A small but growing number
About 1,500 of today’s 89,900 medical students have disclosed a physical, sensory, learning or psychological disability or a chronic health condition to their medical school, according to research. That’s about 2.7 percent of medical students, compared with more than 11 percent of undergraduates and 7.6 percent of graduate students nationwide.
Invisible conditions such as attention deficit hyperactivity disorder, learning disabilities and psychological conditions are most common, accounting for about three-quarters of medical students’ disabilities. Issues related to chronic health conditions account for an additional 13 percent, and the remaining students have disabilities that affect senses, such as hearing and eyesight, or physical functions.
Although the number of medical students with disabilities has grown in recent years, there are many barriers to increasing this percentage, the authors say. These include inconsistent policies and procedures, inconsistent or inadequate support from disabilities services offices within medical schools or from the university where the school is based, and even lack of understanding of the Americans with Disabilities Act.

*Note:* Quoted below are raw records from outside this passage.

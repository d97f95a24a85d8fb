use rust_decimal::Decimal;
use serde::{Deserialize, Serialize};
use tracing::{debug, instrument};

use crate::error::AppraisalError;
use crate::project::ProjectConfiguration;
use crate::simulation::production::ProductionProfile;
use crate::types::{CashFlowRow, MegawattHours, Money};
use crate::AppraisalResult;

// ---------------------------------------------------------------------------
// Output types
// ---------------------------------------------------------------------------

/// Year-by-year projection. Every vector is indexed by project year and has
/// `lifetime + 1` entries; year 0 holds only the capital outlay.
#[derive(Debug, Clone, PartialEq, Serialize, Deserialize)]
pub struct YearlyTimeline {
    pub commissioning_year: u32,
    pub total_capex: Money,
    pub generation_mwh: Vec<MegawattHours>,
    pub storage_discharge_mwh: Vec<MegawattHours>,
    pub revenue: Vec<Money>,
    pub operating_cost: Vec<Money>,
    pub ebitda: Vec<Money>,
    pub tax: Vec<Money>,
    pub net_cash_flow: Vec<Money>,
}

/// One year of the timeline, all columns.
#[derive(Debug, Clone, PartialEq, Serialize, Deserialize)]
pub struct TimelineYear {
    pub year: u32,
    pub generation_mwh: MegawattHours,
    pub storage_discharge_mwh: MegawattHours,
    pub revenue: Money,
    pub operating_cost: Money,
    pub ebitda: Money,
    pub tax: Money,
    pub net_cash_flow: Money,
    pub cumulative_cash_flow: Money,
}

impl YearlyTimeline {
    pub fn len(&self) -> usize {
        self.net_cash_flow.len()
    }

    pub fn is_empty(&self) -> bool {
        self.net_cash_flow.is_empty()
    }

    /// Running sum of net cash flow.
    pub fn cumulative_cash_flow(&self) -> Vec<Money> {
        self.net_cash_flow
            .iter()
            .scan(Decimal::ZERO, |running, cf| {
                *running += cf;
                Some(*running)
            })
            .collect()
    }

    /// `{year, net, cumulative}` rows for tables, charts and export.
    pub fn cash_flow_rows(&self) -> Vec<CashFlowRow> {
        self.net_cash_flow
            .iter()
            .zip(self.cumulative_cash_flow())
            .enumerate()
            .map(|(year, (net, cumulative))| CashFlowRow {
                year: year as u32,
                net_cash_flow: *net,
                cumulative_cash_flow: cumulative,
            })
            .collect()
    }

    pub fn years(&self) -> Vec<TimelineYear> {
        self.cumulative_cash_flow()
            .into_iter()
            .enumerate()
            .map(|(t, cumulative)| TimelineYear {
                year: t as u32,
                generation_mwh: self.generation_mwh[t],
                storage_discharge_mwh: self.storage_discharge_mwh[t],
                revenue: self.revenue[t],
                operating_cost: self.operating_cost[t],
                ebitda: self.ebitda[t],
                tax: self.tax[t],
                net_cash_flow: self.net_cash_flow[t],
                cumulative_cash_flow: cumulative,
            })
            .collect()
    }

    /// Lifetime generation plus storage discharge.
    pub fn total_energy_mwh(&self) -> MegawattHours {
        self.generation_mwh.iter().sum::<Decimal>() + self.storage_discharge_mwh.iter().sum::<Decimal>()
    }
}

// ---------------------------------------------------------------------------
// Core computation
// ---------------------------------------------------------------------------

/// Turn yearly energy volumes into revenue, operating cost, tax and net cash
/// flow.
///
/// Prices and costs are indexed with `(1 + inflation)^(t - 1)`, so the first
/// calendar year of operation is priced at today's values when there is no
/// delay. Revenue is derated when the imbalance risk is set; storage charging
/// is bought at the wholesale price less the charging discount, floored.
#[instrument(skip_all)]
pub fn project_cashflows(
    config: &ProjectConfiguration,
    production: &ProductionProfile,
) -> AppraisalResult<YearlyTimeline> {
    let horizon = config.horizon_len();
    if production.generation_mwh.len() != horizon || production.storage_discharge_mwh.len() != horizon {
        return Err(AppraisalError::InsufficientData(format!(
            "Production profile must cover {horizon} years (0..={})",
            config.lifetime_years
        )));
    }

    let assumptions = &config.assumptions;
    let storage = &assumptions.storage;
    let commissioning_year = production.commissioning_year as usize;
    let installed_mw = config.generation_capacity_mw + config.storage_power_mw;
    let has_storage = config.has_storage();

    let mut revenue = vec![Decimal::ZERO; horizon];
    let mut operating_cost = vec![Decimal::ZERO; horizon];
    let mut ebitda = vec![Decimal::ZERO; horizon];
    let mut tax = vec![Decimal::ZERO; horizon];
    let mut net_cash_flow = vec![Decimal::ZERO; horizon];

    // ── Year 0: capital outlay only ──────────────────────────────────
    let total_capex = config.total_capex();
    net_cash_flow[0] = -total_capex;

    // ── Operating years ──────────────────────────────────────────────
    let escalation = Decimal::ONE + config.inflation_rate;
    let mut inflation = Decimal::ONE;

    for t in 1..horizon {
        if t > 1 {
            inflation *= escalation;
        }
        if t < commissioning_year {
            continue;
        }

        let generated = production.generation_mwh[t];
        let discharged = production.storage_discharge_mwh[t];

        // Revenue: energy sales, storage arbitrage, ancillary availability
        let mut year_revenue = generated * config.wholesale_price_per_mwh * inflation;
        if has_storage {
            year_revenue += discharged * config.arbitrage_spread_per_mwh * inflation;
            year_revenue += config.storage_power_mw
                * assumptions.hours_per_year
                * storage.ancillary_availability
                * config.ancillary_price_per_mw_hour
                * inflation;
        }
        if config.risks.imbalance_penalty {
            year_revenue *= assumptions.imbalance_revenue_factor;
        }

        // OpEx: fixed per installed MW, plus grid energy bought to charge storage
        let mut year_cost = installed_mw * config.fixed_opex_per_mw_year * inflation;
        if discharged > Decimal::ZERO {
            let energy_drawn = discharged / storage.round_trip_efficiency;
            let charging_price = (config.wholesale_price_per_mwh - storage.charging_price_discount)
                .max(storage.charging_price_floor);
            year_cost += energy_drawn * charging_price * inflation;
        }

        let year_ebitda = year_revenue - year_cost;
        let year_tax = (year_ebitda * config.tax_rate).max(Decimal::ZERO);

        revenue[t] = year_revenue;
        operating_cost[t] = year_cost;
        ebitda[t] = year_ebitda;
        tax[t] = year_tax;
        net_cash_flow[t] = year_ebitda - year_tax;
    }

    debug!(
        total_capex = %total_capex,
        lifetime_revenue = %revenue.iter().sum::<Decimal>(),
        "Projected cash flows"
    );

    Ok(YearlyTimeline {
        commissioning_year: production.commissioning_year,
        total_capex,
        generation_mwh: production.generation_mwh.clone(),
        storage_discharge_mwh: production.storage_discharge_mwh.clone(),
        revenue,
        operating_cost,
        ebitda,
        tax,
        net_cash_flow,
    })
}

// ---------------------------------------------------------------------------
// Tests
// ---------------------------------------------------------------------------

#[cfg(test)]
mod tests {
    use super::*;
    use crate::project::ProjectType;
    use crate::simulation::production::simulate_production;
    use rust_decimal_macros::dec;

    fn solar_no_risk() -> ProjectConfiguration {
        let mut cfg = ProjectType::Solar.default_configuration();
        cfg.risks.imbalance_penalty = false;
        cfg
    }

    fn timeline_for(cfg: &ProjectConfiguration) -> YearlyTimeline {
        project_cashflows(cfg, &simulate_production(cfg)).unwrap()
    }

    #[test]
    fn test_year_zero_is_capex_only() {
        let timeline = timeline_for(&solar_no_risk());
        assert_eq!(timeline.len(), 21);
        assert_eq!(timeline.net_cash_flow[0], dec!(-2_750_000));
        assert_eq!(timeline.revenue[0], Decimal::ZERO);
        assert_eq!(timeline.operating_cost[0], Decimal::ZERO);
        assert_eq!(timeline.tax[0], Decimal::ZERO);
    }

    #[test]
    fn test_first_year_priced_without_inflation() {
        let timeline = timeline_for(&solar_no_risk());
        // 6132 MWh * 80 * 1.02^0
        assert_eq!(timeline.revenue[1], dec!(490_560));
        // 5 MW * 12_000
        assert_eq!(timeline.operating_cost[1], dec!(60_000));
        assert_eq!(timeline.ebitda[1], dec!(430_560));
        assert_eq!(timeline.tax[1], dec!(77_500.80));
        assert_eq!(timeline.net_cash_flow[1], dec!(353_059.20));
    }

    #[test]
    fn test_second_year_indexed() {
        let timeline = timeline_for(&solar_no_risk());
        let expected = dec!(6132) * dec!(0.995) * dec!(80) * dec!(1.02);
        assert_eq!(timeline.revenue[2], expected);
        assert_eq!(timeline.operating_cost[2], dec!(61_200));
    }

    #[test]
    fn test_imbalance_risk_derates_revenue() {
        let mut cfg = solar_no_risk();
        cfg.risks.imbalance_penalty = true;
        let timeline = timeline_for(&cfg);
        assert_eq!(timeline.revenue[1], dec!(490_560) * dec!(0.92));
        // Costs are untouched
        assert_eq!(timeline.operating_cost[1], dec!(60_000));
    }

    #[test]
    fn test_delay_keeps_year_one_empty_and_indexes_from_year_two() {
        let mut cfg = solar_no_risk();
        cfg.risks.connection_delay = true;
        let timeline = timeline_for(&cfg);
        assert_eq!(timeline.commissioning_year, 2);
        assert_eq!(timeline.net_cash_flow[1], Decimal::ZERO);
        assert_eq!(timeline.operating_cost[1], Decimal::ZERO);
        assert_eq!(timeline.revenue[2], dec!(490_560) * dec!(1.02));
    }

    #[test]
    fn test_storage_revenue_and_charging_cost() {
        let mut cfg = ProjectType::Storage.default_configuration();
        cfg.risks.imbalance_penalty = false;
        let timeline = timeline_for(&cfg);

        // 1200 MWh * 40 spread + 2 MW * 8760 * 0.9 * 20
        let expected_revenue = dec!(48_000) + dec!(315_360);
        assert_eq!(timeline.revenue[1], expected_revenue);

        // 2 MW * 12_000 + 1200 / 0.85 * (80 - 40)
        let expected_cost = dec!(24_000) + dec!(1200) / dec!(0.85) * dec!(40);
        assert!((timeline.operating_cost[1] - expected_cost).abs() < dec!(0.0001));
    }

    #[test]
    fn test_charging_price_floor() {
        let mut cfg = ProjectType::Storage.default_configuration();
        cfg.wholesale_price_per_mwh = dec!(45);
        cfg.ancillary_price_per_mw_hour = Decimal::ZERO;
        let timeline = timeline_for(&cfg);
        // max(10, 45 - 40) = 10
        let expected_cost = dec!(24_000) + dec!(1200) / dec!(0.85) * dec!(10);
        assert!((timeline.operating_cost[1] - expected_cost).abs() < dec!(0.0001));
    }

    #[test]
    fn test_charging_floor_applies_before_indexation() {
        let mut cfg = ProjectType::Storage.default_configuration();
        cfg.wholesale_price_per_mwh = dec!(45);
        cfg.ancillary_price_per_mw_hour = Decimal::ZERO;
        let timeline = timeline_for(&cfg);
        // max(10, 45 - 40) * 1.02, not max(10, (45 - 40) * 1.02)
        let drawn = timeline.storage_discharge_mwh[2] / dec!(0.85);
        let expected_cost = dec!(24_000) * dec!(1.02) + drawn * dec!(10) * dec!(1.02);
        assert!((timeline.operating_cost[2] - expected_cost).abs() < dec!(0.0001));
    }

    #[test]
    fn test_loss_making_year_pays_no_tax() {
        let mut cfg = solar_no_risk();
        cfg.wholesale_price_per_mwh = dec!(1);
        let timeline = timeline_for(&cfg);
        assert!(timeline.ebitda[1] < Decimal::ZERO);
        assert_eq!(timeline.tax[1], Decimal::ZERO);
        assert_eq!(timeline.net_cash_flow[1], timeline.ebitda[1]);
    }

    #[test]
    fn test_cash_flow_rows_accumulate() {
        let timeline = timeline_for(&solar_no_risk());
        let rows = timeline.cash_flow_rows();
        assert_eq!(rows.len(), 21);
        assert_eq!(rows[0].cumulative_cash_flow, dec!(-2_750_000));
        assert_eq!(
            rows[1].cumulative_cash_flow,
            dec!(-2_750_000) + dec!(353_059.20)
        );
        let last = rows.last().unwrap();
        assert_eq!(last.year, 20);
        assert_eq!(
            last.cumulative_cash_flow,
            timeline.net_cash_flow.iter().sum::<Decimal>()
        );
    }

    #[test]
    fn test_mismatched_profile_rejected() {
        let cfg = solar_no_risk();
        let mut profile = simulate_production(&cfg);
        profile.generation_mwh.pop();
        assert!(project_cashflows(&cfg, &profile).is_err());
    }
}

The ADA — passed in 1990 and amended in 2008 — calls for disabilities to be appropriately and reasonably accommodated, barring any undue hardship for the institution. Legal cases have helped clarify what this means for medical and health professions schools.
“In recent years, medical schools have made efforts to improve the diversity of their student communities. But those efforts have not necessarily included disability as a type of diversity,” Meeks notes. The report calls on schools to broaden diversity efforts.
All the students and residents interviewed for the report said they faced barriers during their training related to their disability. They said these barriers had impacted their well-being and required them to become strong advocates for themselves, often in the absence of disability services staff. Those who had received appropriate accommodations for their disability described the power of having full and equal access, enabling them to learn and perform as their peers did.
Highlighting positive environments
The report highlights four institutions — UCSF, U-M, the University of Minnesota and Rush University — for their efforts to improve policies and practices regarding students with disabilities and regarding mental health initiatives.
In U-M’s case, the report describes how the Medical School changed its approach to admissions and navigating technical standards requirements in the wake of research by the chair of the school’s Department of Family Medicine, Philip Zazove, M.D., and Mike McKee, M.D., an assistant professor in the department, both of whom are deaf.
Zazove and colleagues documented in 2016 that most medical schools need to post, update or clarify on their websites what are known as technical standards. Required by the ADA, technical standards spell out what a school will do to accommodate a student with a disability.
After that study, U-M’s Medical School reconfigured its own technical standards to focus on students’ required functions and to highlight the interactive and individualized process the school uses to determine whether and how it can accommodate students with disabilities.
Meeks is also a clinician scholar at the U-M Institute for Healthcare Policy and Innovation and the current president of the Coalition for Disability Access in Health Science and Medical Education, which includes more than 500 members from institutions nationwide.
In addition to research aimed at informing medical education policy, U-M Family Medicine is collecting the stories of physicians and nurses with disabilities via an online form to share on social media as part of a #DocswithDisabilities awareness effort.